Prompt —
Output all records exactly.

Record excerpts —
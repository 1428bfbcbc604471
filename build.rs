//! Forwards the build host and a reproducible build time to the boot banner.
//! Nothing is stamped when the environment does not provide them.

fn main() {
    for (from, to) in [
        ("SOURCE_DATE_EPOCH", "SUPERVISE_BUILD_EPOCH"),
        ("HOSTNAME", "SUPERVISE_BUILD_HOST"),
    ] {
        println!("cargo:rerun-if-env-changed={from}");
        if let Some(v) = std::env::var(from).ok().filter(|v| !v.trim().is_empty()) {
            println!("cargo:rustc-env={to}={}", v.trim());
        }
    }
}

Answer —
repository 1428bfbcbc604471
filename build.rs
//! Forwards the build host and a reproducible build time to the boot banner.
//! Nothing is stamped when the environment does not provide them.

fn main() {
    for (from, to) in [
        ("SOURCE_DATE_EPOCH", "SUPERVISE_BUILD_EPOCH"),
        ("HOSTNAME", "SUPERVISE_BUILD_HOST"),
    ] {
        println!("cargo:rerun-if-env-changed={from}");
        if let Some(v) = std::env::var(from).ok().filter(|v| !v.trim().is_empty()) {
            println!("cargo:rustc-env={to}={}", v.trim());
        }
    }
}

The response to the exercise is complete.